Cosa pensa dell’Indice Zew salito oltre le aspettative a livelli che non si vedevano dal 2015?

A prescindere dall’orientamento di questo indice di fiducia, la Germania si trova ad affrontare due difficoltà principali per il suo modello: l’export frena, e in ciò il rallentamento cinese fa sentire il suo peso; la manifattura è prevalentemente concentrata sull’auto e ancora non si sa bene qual è il futuro di questo settore. È un momento difficile per la Germania, che però, vista la sua forza, può anche permettersi il lusso di stare due-tre anni in una sorta di limbo, senza fare da locomotiva per l’Europa. Il vero problema riguarda quindi gli altri Paesi europei.

Dunque l’Italia più che aspettare il traino esterno dovrebbe cercare di smuoversi puntando, come ha evidenziato prima, sulle riforme. C’è il clima giusto nel nostro Paese per farlo?
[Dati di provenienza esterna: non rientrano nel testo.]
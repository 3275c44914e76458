//! Matrix Market coordinate format.
//!
//! Reading is deliberately lenient below the banner: comment and blank lines are
//! skipped anywhere, a size line that does not parse is passed over, and data
//! lines that are short or carry non-positive indices are counted in
//! [`MarketMatrix::skipped_lines`] instead of aborting a large read.

use std::fs::File;
use std::io::{BufRead, BufReader, BufWriter, Write};
use std::path::Path;

use tracing::{debug, warn};

use crate::error::{MarketError, SpmvError};
use crate::matrix::CoordinateEntry;

const BANNER: &str = "%%MatrixMarket";

/// Significant digits used for written values.
pub const OUTPUT_DIGITS: usize = 12;

#[derive(Debug, Clone, Copy, PartialEq, Eq)]
pub enum Field {
    Real,
    Integer,
    /// No value column; every entry is 1.0.
    Pattern,
}

#[derive(Debug, Clone, Copy, PartialEq, Eq)]
pub enum Symmetry {
    General,
    Symmetric,
    SkewSymmetric,
    Hermitian,
}

#[derive(Debug, Clone, Copy, PartialEq, Eq)]
pub struct MarketHeader {
    pub field: Field,
    pub symmetry: Symmetry,
}

impl MarketHeader {
    fn parse(line: &str) -> Result<Self, MarketError> {
        let tokens: Vec<String> = line.split_whitespace().map(str::to_ascii_lowercase).collect();
        if !tokens.first().is_some_and(|t| t.eq_ignore_ascii_case(BANNER)) {
            return Err(MarketError::MissingBanner);
        }
        let [_, object, format, field, symmetry] = &tokens[..] else {
            return Err(MarketError::UnsupportedFormat(line.trim().to_string()));
        };
        if object != "matrix" || format != "coordinate" {
            return Err(MarketError::UnsupportedFormat(format!("{object} {format}")));
        }
        let field = match field.as_str() {
            "real" | "double" => Field::Real,
            "integer" => Field::Integer,
            "pattern" => Field::Pattern,
            other => return Err(MarketError::UnsupportedFormat(format!("field {other}"))),
        };
        let symmetry = match symmetry.as_str() {
            "general" => Symmetry::General,
            "symmetric" => Symmetry::Symmetric,
            "skew-symmetric" => Symmetry::SkewSymmetric,
            "hermitian" => Symmetry::Hermitian,
            other => return Err(MarketError::UnsupportedFormat(format!("symmetry {other}"))),
        };
        Ok(MarketHeader { field, symmetry })
    }

    /// Mirror of an off-diagonal entry implied by the symmetry qualifier.
    fn mirror(&self, entry: &CoordinateEntry) -> Option<CoordinateEntry> {
        if entry.row == entry.column {
            return None;
        }
        match self.symmetry {
            Symmetry::General => None,
            Symmetry::Symmetric | Symmetry::Hermitian => {
                Some(CoordinateEntry::new(entry.column, entry.row, entry.value))
            }
            Symmetry::SkewSymmetric => Some(CoordinateEntry::new(entry.column, entry.row, -entry.value)),
        }
    }
}

/// A coordinate file as read: declared shape plus zero-based entries, with
/// symmetric mirrors already expanded.
#[derive(Debug, Clone, PartialEq)]
pub struct MarketMatrix {
    pub header: MarketHeader,
    pub rows: usize,
    pub cols: usize,
    /// nnz declared on the size line (before symmetric expansion).
    pub declared_nnz: usize,
    pub entries: Vec<CoordinateEntry>,
    pub skipped_lines: usize,
}

/// Upper bound on entries reserved up front from the declared nnz.
const MAX_RESERVED_ENTRIES: usize = 1 << 20;

fn is_filler(line: &str) -> bool {
    let trimmed = line.trim_start();
    trimmed.is_empty() || trimmed.starts_with('%')
}

fn parse_size(line: &str) -> Option<(usize, usize, usize)> {
    let mut tokens = line.split_whitespace();
    let rows = tokens.next()?.parse().ok()?;
    let cols = tokens.next()?.parse().ok()?;
    let nnz = tokens.next()?.parse().ok()?;
    Some((rows, cols, nnz))
}

fn parse_entry(line: &str, field: Field) -> Option<CoordinateEntry> {
    let mut tokens = line.split_whitespace();
    let row: i64 = tokens.next()?.parse().ok()?;
    let col: i64 = tokens.next()?.parse().ok()?;
    let value = match field {
        Field::Pattern => 1.0,
        Field::Real | Field::Integer => tokens.next()?.parse().ok()?,
    };
    if row < 1 || col < 1 {
        return None;
    }
    Some(CoordinateEntry::new(row as usize - 1, col as usize - 1, value))
}

/// Parse a coordinate file from any buffered reader.
pub fn parse_matrix_market<R: BufRead>(reader: R) -> Result<MarketMatrix, MarketError> {
    let mut lines = reader.lines();
    let header = match lines.next() {
        Some(line) => MarketHeader::parse(&line?)?,
        None => return Err(MarketError::MissingBanner),
    };

    let mut skipped_lines = 0;
    let (rows, cols, declared_nnz) = loop {
        let Some(line) = lines.next() else {
            return Err(MarketError::MissingSize);
        };
        let line = line?;
        if is_filler(&line) {
            continue;
        }
        match parse_size(&line) {
            Some(size) => break size,
            None => skipped_lines += 1,
        }
    };

    // the size line is untrusted input; grow past the cap only as lines arrive
    let mirrored = !matches!(header.symmetry, Symmetry::General);
    let reserve = declared_nnz.min(MAX_RESERVED_ENTRIES);
    let mut entries = Vec::with_capacity(if mirrored { reserve.saturating_mul(2) } else { reserve });
    let mut accepted = 0;
    while accepted < declared_nnz {
        let Some(line) = lines.next() else {
            break;
        };
        let line = line?;
        if is_filler(&line) {
            continue;
        }
        let Some(entry) = parse_entry(&line, header.field) else {
            skipped_lines += 1;
            continue;
        };
        if let Some(mirror) = header.mirror(&entry) {
            entries.push(entry);
            entries.push(mirror);
        } else {
            entries.push(entry);
        }
        accepted += 1;
    }
    if accepted < declared_nnz {
        warn!(accepted, declared_nnz, "file ended before all declared entries were read");
    }
    if skipped_lines > 0 {
        warn!(skipped_lines, "skipped malformed lines");
    }

    Ok(MarketMatrix { header, rows, cols, declared_nnz, entries, skipped_lines })
}

/// Read a coordinate file from disk.
pub fn read_matrix_market(path: &Path) -> Result<MarketMatrix, MarketError> {
    let file = File::open(path).map_err(|source| MarketError::Open { path: path.to_path_buf(), source })?;
    let matrix = parse_matrix_market(BufReader::new(file))?;
    debug!(
        path = %path.display(),
        rows = matrix.rows,
        cols = matrix.cols,
        entries = matrix.entries.len(),
        "read matrix market file"
    );
    Ok(matrix)
}

fn trim_fraction(digits: &str) -> &str {
    if digits.contains('.') {
        digits.trim_end_matches('0').trim_end_matches('.')
    } else {
        digits
    }
}

/// Format like C's `%.<digits>g`: shortest of fixed or scientific notation
/// with `digits` significant digits and trailing zeros removed.
pub fn format_significant(value: f64, digits: usize) -> String {
    if value == 0.0 {
        return "0".to_string();
    }
    if value.is_nan() {
        return "nan".to_string();
    }
    if value.is_infinite() {
        return if value > 0.0 { "inf" } else { "-inf" }.to_string();
    }
    let digits = digits.max(1);
    let scientific = format!("{:.*e}", digits - 1, value);
    let Some((mantissa, exponent)) = scientific.split_once('e') else {
        return scientific;
    };
    let exponent: i32 = exponent.parse().unwrap_or(0);
    if exponent < -4 || exponent >= digits as i32 {
        let sign = if exponent < 0 { '-' } else { '+' };
        format!("{}e{}{:02}", trim_fraction(mantissa), sign, exponent.unsigned_abs())
    } else {
        let decimals = (digits as i32 - 1 - exponent) as usize;
        trim_fraction(&format!("{:.*}", decimals, value)).to_string()
    }
}

/// Write `values` as an `n x 1` real general coordinate file, keeping only
/// entries with `|v| > tolerance`. Returns the number of entries written.
pub fn write_vector<W: Write>(mut out: W, values: &[f64], tolerance: f64) -> std::io::Result<usize> {
    let nonzeros: Vec<(usize, f64)> = values
        .iter()
        .copied()
        .enumerate()
        .filter(|(_, v)| v.abs() > tolerance)
        .collect();
    writeln!(out, "{BANNER} matrix coordinate real general")?;
    writeln!(out, "{} 1 {}", values.len(), nonzeros.len())?;
    for (i, v) in &nonzeros {
        writeln!(out, "{} 1 {}", i + 1, format_significant(*v, OUTPUT_DIGITS))?;
    }
    out.flush()?;
    Ok(nonzeros.len())
}

/// [`write_vector`] into a file at `path`.
pub fn write_vector_file(path: &Path, values: &[f64], tolerance: f64) -> Result<usize, SpmvError> {
    let wrap = |source| SpmvError::OutputWrite { path: path.to_path_buf(), source };
    let file = File::create(path).map_err(wrap)?;
    write_vector(BufWriter::new(file), values, tolerance).map_err(wrap)
}
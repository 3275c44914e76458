//! Wire framing of one entry bucket, root -> owner.
//!
//! A bucket travels as a [`CountFrame`] followed, only when the count is
//! nonzero, by a [`DataFrames`] triple:
//!
//! | order | tag              | payload                 |
//! |-------|------------------|-------------------------|
//! | 1     | `Tag::EntryCount`| `[count]` (integer)     |
//! | 2     | `Tag::Rows`      | `count` global rows     |
//! | 3     | `Tag::Columns`   | `count` column indices  |
//! | 4     | `Tag::Values`    | `count` values (float)  |
//!
//! Sender and receiver must walk this table in the same order. A zero count is
//! never followed by data frames, so "no data" and "empty transfer" cannot be
//! confused. Breaking the order is a programming error: with a blocking
//! transport it deadlocks or mismatches, it is not something to recover from.

use crate::error::SpmvError;
use crate::matrix::CoordinateEntry;
use crate::parallel::{Comm, Tag};

/// Data frames in the order they are exchanged.
pub const DATA_ORDER: [Tag; 3] = [Tag::Rows, Tag::Columns, Tag::Values];

/// Number of entries in the bucket that follows.
#[derive(Debug, Clone, Copy, PartialEq, Eq)]
pub struct CountFrame(pub usize);

impl CountFrame {
    pub fn send<C: Comm>(self, comm: &C, dest: usize) -> Result<(), SpmvError> {
        comm.send_ints(&[self.0 as u64], dest, Tag::EntryCount)?;
        Ok(())
    }

    pub fn recv<C: Comm>(comm: &C, source: usize) -> Result<Self, SpmvError> {
        let mut count = [0u64];
        comm.recv_ints(&mut count, source, Tag::EntryCount)?;
        Ok(CountFrame(wire_to_index(count[0])?))
    }
}

/// Structure-of-arrays form of a non-empty bucket.
#[derive(Debug, Clone, PartialEq, Default)]
pub struct DataFrames {
    pub rows: Vec<u64>,
    pub columns: Vec<u64>,
    pub values: Vec<f64>,
}

impl DataFrames {
    pub fn from_entries(entries: &[CoordinateEntry]) -> Self {
        let mut frames = DataFrames {
            rows: Vec::with_capacity(entries.len()),
            columns: Vec::with_capacity(entries.len()),
            values: Vec::with_capacity(entries.len()),
        };
        for e in entries {
            frames.rows.push(e.row as u64);
            frames.columns.push(e.column as u64);
            frames.values.push(e.value);
        }
        frames
    }

    pub fn into_entries(self) -> Result<Vec<CoordinateEntry>, SpmvError> {
        self.rows
            .into_iter()
            .zip(self.columns)
            .zip(self.values)
            .map(|((row, column), value)| {
                Ok(CoordinateEntry::new(wire_to_index(row)?, wire_to_index(column)?, value))
            })
            .collect()
    }

    pub fn len(&self) -> usize {
        self.values.len()
    }

    pub fn is_empty(&self) -> bool {
        self.values.is_empty()
    }

    pub fn send<C: Comm>(&self, comm: &C, dest: usize) -> Result<(), SpmvError> {
        let [rows, columns, values] = DATA_ORDER;
        comm.send_ints(&self.rows, dest, rows)?;
        comm.send_ints(&self.columns, dest, columns)?;
        comm.send_floats(&self.values, dest, values)?;
        Ok(())
    }

    pub fn recv<C: Comm>(comm: &C, source: usize, count: usize) -> Result<Self, SpmvError> {
        let [rows_tag, columns_tag, values_tag] = DATA_ORDER;
        let mut frames = DataFrames {
            rows: vec![0; count],
            columns: vec![0; count],
            values: vec![0.0; count],
        };
        comm.recv_ints(&mut frames.rows, source, rows_tag)?;
        comm.recv_ints(&mut frames.columns, source, columns_tag)?;
        comm.recv_floats(&mut frames.values, source, values_tag)?;
        Ok(frames)
    }
}

fn wire_to_index(value: u64) -> Result<usize, SpmvError> {
    usize::try_from(value)
        .map_err(|_| SpmvError::Protocol(format!("index {value} does not fit this platform")))
}

/// Send one bucket to `dest`: count frame, then data frames only if nonempty.
pub fn send_bucket<C: Comm>(comm: &C, dest: usize, bucket: &[CoordinateEntry]) -> Result<(), SpmvError> {
    CountFrame(bucket.len()).send(comm, dest)?;
    if !bucket.is_empty() {
        DataFrames::from_entries(bucket).send(comm, dest)?;
    }
    Ok(())
}

/// Receive the bucket `source` addressed to this rank.
pub fn recv_bucket<C: Comm>(comm: &C, source: usize) -> Result<Vec<CoordinateEntry>, SpmvError> {
    let CountFrame(count) = CountFrame::recv(comm, source)?;
    if count == 0 {
        return Ok(Vec::new());
    }
    DataFrames::recv(comm, source, count)?.into_entries()
}
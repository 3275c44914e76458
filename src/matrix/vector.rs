//! Dense right-hand vector assembled from a coordinate list.

use super::coo::CoordinateEntry;
use crate::error::SpmvError;

/// Orientation of a vector read from a matrix file.
#[derive(Debug, Clone, Copy, PartialEq, Eq)]
pub enum VectorShape {
    /// `n x 1`; element index is the entry row.
    Column,
    /// `1 x n`; element index is the entry column.
    Row,
}

impl VectorShape {
    /// Infer orientation and length from the file dimensions. A `1 x 1` file is a column.
    pub fn infer(rows: usize, cols: usize) -> Result<(Self, usize), SpmvError> {
        if cols == 1 {
            Ok((VectorShape::Column, rows))
        } else if rows == 1 {
            Ok((VectorShape::Row, cols))
        } else {
            Err(SpmvError::NotAVector { rows, cols })
        }
    }

    #[inline]
    fn index_of(self, entry: &CoordinateEntry) -> usize {
        match self {
            VectorShape::Column => entry.row,
            VectorShape::Row => entry.column,
        }
    }
}

/// Densify `entries` into a vector of length `len`, summing duplicates.
/// Entries addressing an index past `len` are ignored.
pub fn dense_vector_from_entries(shape: VectorShape, len: usize, entries: &[CoordinateEntry]) -> Vec<f64> {
    let mut dense = vec![0.0; len];
    for entry in entries {
        let i = shape.index_of(entry);
        if i < len {
            dense[i] += entry.value;
        }
    }
    dense
}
Purtroppo mi pare di no. La maggioranza di governo dovrebbe decidere cosa vuole fare e c’è da augurarsi che soprattutto i grillini rinuncino a questa sorta di atteggiamento oltranzista alla ricerca di misure a effetto che non incidono però sulla crescita, come il reddito di cittadinanza. Occorre un piano di riforme che non può non interessare le professioni, le banche, la finanza, dove siamo indietro rispetto agli altri Paesi. È importante poi costruire un modello di istruzione in grado di formare quelle professionalità necessarie alle imprese che hanno investito in Industria 4.0. Bisogna rafforzare i Centri per l’impiego, portare avanti il piano solo iniziato di digitalizzazione della Pa, investire sulle opere pubbliche, ridurre i tempi della giustizia. Il problema è che queste riforme hanno ritorni di medio lungo periodo e i politici guardano solo al breve.